- YOUR TASK -
From the data below, repeat exactly the lines from the line with "let content = std::fs::read_to_string(path.as_ref()).map_err(|e|" to the line with "BackendKind::Fork if self.provider.fork.is_none()", both included.
BEGIN INFORMATION GIVEN
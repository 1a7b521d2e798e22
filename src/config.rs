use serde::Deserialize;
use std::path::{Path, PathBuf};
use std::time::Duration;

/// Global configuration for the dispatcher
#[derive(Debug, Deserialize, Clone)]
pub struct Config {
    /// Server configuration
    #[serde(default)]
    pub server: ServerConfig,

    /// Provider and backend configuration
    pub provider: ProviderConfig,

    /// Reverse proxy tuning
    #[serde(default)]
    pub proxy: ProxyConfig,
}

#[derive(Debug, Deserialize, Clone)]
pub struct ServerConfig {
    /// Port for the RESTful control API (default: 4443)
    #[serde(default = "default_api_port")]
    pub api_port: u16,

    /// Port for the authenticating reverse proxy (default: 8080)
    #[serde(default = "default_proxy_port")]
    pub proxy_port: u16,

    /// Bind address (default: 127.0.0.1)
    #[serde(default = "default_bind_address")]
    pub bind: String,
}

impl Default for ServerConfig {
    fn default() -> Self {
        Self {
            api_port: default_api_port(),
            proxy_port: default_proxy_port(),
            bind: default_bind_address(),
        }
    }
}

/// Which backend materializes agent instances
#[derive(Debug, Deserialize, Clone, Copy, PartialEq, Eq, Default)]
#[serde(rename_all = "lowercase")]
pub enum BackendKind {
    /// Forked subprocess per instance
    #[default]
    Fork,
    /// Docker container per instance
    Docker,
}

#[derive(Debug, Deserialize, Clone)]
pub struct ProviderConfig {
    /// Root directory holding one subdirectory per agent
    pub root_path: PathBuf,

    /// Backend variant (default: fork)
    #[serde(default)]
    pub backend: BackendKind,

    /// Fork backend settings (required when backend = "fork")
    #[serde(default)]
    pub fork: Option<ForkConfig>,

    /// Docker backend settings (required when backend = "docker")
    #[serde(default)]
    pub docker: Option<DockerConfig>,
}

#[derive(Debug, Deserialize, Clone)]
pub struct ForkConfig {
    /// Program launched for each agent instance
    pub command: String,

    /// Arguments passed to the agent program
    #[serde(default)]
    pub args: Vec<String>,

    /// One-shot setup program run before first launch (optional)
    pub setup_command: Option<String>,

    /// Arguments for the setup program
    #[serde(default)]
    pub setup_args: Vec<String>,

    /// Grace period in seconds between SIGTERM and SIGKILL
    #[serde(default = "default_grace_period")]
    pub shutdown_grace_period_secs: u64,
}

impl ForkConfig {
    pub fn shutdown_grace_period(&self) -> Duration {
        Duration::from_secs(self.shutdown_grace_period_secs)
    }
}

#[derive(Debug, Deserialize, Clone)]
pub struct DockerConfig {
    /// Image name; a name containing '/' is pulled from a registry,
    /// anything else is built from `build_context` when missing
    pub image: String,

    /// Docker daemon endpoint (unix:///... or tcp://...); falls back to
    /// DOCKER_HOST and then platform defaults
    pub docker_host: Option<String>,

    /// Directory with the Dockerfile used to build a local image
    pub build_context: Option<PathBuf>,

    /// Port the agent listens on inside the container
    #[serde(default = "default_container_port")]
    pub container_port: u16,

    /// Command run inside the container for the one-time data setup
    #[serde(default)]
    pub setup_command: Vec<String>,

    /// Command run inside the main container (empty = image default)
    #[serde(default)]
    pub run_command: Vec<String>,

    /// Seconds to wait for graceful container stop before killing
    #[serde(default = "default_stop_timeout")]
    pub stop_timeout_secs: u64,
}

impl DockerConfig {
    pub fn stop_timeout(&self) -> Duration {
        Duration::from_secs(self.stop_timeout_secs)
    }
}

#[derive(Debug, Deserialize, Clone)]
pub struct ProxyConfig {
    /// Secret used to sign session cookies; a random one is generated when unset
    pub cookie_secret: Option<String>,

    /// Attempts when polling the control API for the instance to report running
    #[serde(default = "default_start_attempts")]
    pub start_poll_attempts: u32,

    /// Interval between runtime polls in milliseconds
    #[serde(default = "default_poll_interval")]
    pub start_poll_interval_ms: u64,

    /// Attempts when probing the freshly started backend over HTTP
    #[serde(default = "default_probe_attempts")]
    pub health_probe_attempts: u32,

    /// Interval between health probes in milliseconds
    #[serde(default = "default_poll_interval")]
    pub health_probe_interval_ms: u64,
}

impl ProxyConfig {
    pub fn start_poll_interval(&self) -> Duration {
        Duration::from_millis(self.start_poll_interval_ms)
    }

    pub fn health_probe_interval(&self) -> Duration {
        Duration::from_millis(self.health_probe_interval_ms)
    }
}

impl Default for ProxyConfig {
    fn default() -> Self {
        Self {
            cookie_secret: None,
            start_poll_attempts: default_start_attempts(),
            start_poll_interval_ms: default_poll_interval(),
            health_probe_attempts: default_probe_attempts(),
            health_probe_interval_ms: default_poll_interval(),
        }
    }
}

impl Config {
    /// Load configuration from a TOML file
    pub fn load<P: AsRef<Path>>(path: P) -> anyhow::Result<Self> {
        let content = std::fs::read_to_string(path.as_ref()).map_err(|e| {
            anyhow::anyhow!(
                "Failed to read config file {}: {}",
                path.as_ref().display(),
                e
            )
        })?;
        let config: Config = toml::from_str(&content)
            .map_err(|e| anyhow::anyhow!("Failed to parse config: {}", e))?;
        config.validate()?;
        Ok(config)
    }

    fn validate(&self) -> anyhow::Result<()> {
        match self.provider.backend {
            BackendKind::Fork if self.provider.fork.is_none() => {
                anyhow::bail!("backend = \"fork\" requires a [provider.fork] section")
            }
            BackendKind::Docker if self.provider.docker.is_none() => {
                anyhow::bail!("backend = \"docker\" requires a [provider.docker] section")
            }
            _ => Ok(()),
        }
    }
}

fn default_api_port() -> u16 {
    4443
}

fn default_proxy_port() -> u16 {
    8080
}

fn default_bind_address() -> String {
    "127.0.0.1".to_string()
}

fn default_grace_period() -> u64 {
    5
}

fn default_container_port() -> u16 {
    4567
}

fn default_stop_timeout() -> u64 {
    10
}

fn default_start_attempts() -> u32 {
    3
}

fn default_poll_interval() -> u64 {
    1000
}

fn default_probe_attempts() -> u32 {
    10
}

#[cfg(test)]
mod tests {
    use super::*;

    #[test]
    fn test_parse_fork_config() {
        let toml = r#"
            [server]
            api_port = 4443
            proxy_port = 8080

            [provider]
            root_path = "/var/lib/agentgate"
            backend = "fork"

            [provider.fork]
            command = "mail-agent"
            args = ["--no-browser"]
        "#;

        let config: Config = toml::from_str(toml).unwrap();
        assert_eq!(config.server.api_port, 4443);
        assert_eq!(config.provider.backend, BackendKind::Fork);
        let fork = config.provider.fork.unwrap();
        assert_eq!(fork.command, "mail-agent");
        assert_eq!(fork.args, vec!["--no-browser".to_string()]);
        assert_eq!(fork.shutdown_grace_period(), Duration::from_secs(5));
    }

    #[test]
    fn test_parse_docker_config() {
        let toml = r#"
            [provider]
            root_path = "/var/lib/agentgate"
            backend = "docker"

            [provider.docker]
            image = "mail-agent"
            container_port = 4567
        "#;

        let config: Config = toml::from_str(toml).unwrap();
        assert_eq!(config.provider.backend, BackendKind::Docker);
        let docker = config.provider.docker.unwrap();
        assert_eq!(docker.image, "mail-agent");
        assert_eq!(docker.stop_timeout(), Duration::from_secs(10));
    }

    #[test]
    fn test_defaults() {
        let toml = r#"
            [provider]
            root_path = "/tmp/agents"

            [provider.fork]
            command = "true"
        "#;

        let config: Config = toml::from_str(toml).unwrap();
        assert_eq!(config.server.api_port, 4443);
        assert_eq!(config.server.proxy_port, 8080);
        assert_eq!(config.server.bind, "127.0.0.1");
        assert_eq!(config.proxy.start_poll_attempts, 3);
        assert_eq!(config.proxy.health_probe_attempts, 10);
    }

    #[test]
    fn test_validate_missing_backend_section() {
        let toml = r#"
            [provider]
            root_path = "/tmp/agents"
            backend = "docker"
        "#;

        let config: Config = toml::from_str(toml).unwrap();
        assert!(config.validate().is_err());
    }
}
END INFORMATION GIVEN
- ANSWER TO THIS TASK -
        let content = std::fs::read_to_string(path.as_ref()).map_err(|e| {
            anyhow::anyhow!(
                "Failed to read config file {}: {}",
                path.as_ref().display(),
                e
            )
        })?;
        let config: Config = toml::from_str(&content)
            .map_err(|e| anyhow::anyhow!("Failed to parse config: {}", e))?;
        config.validate()?;
        Ok(config)
    }

    fn validate(&self) -> anyhow::Result<()> {
        match self.provider.backend {
            BackendKind::Fork if self.provider.fork.is_none() => {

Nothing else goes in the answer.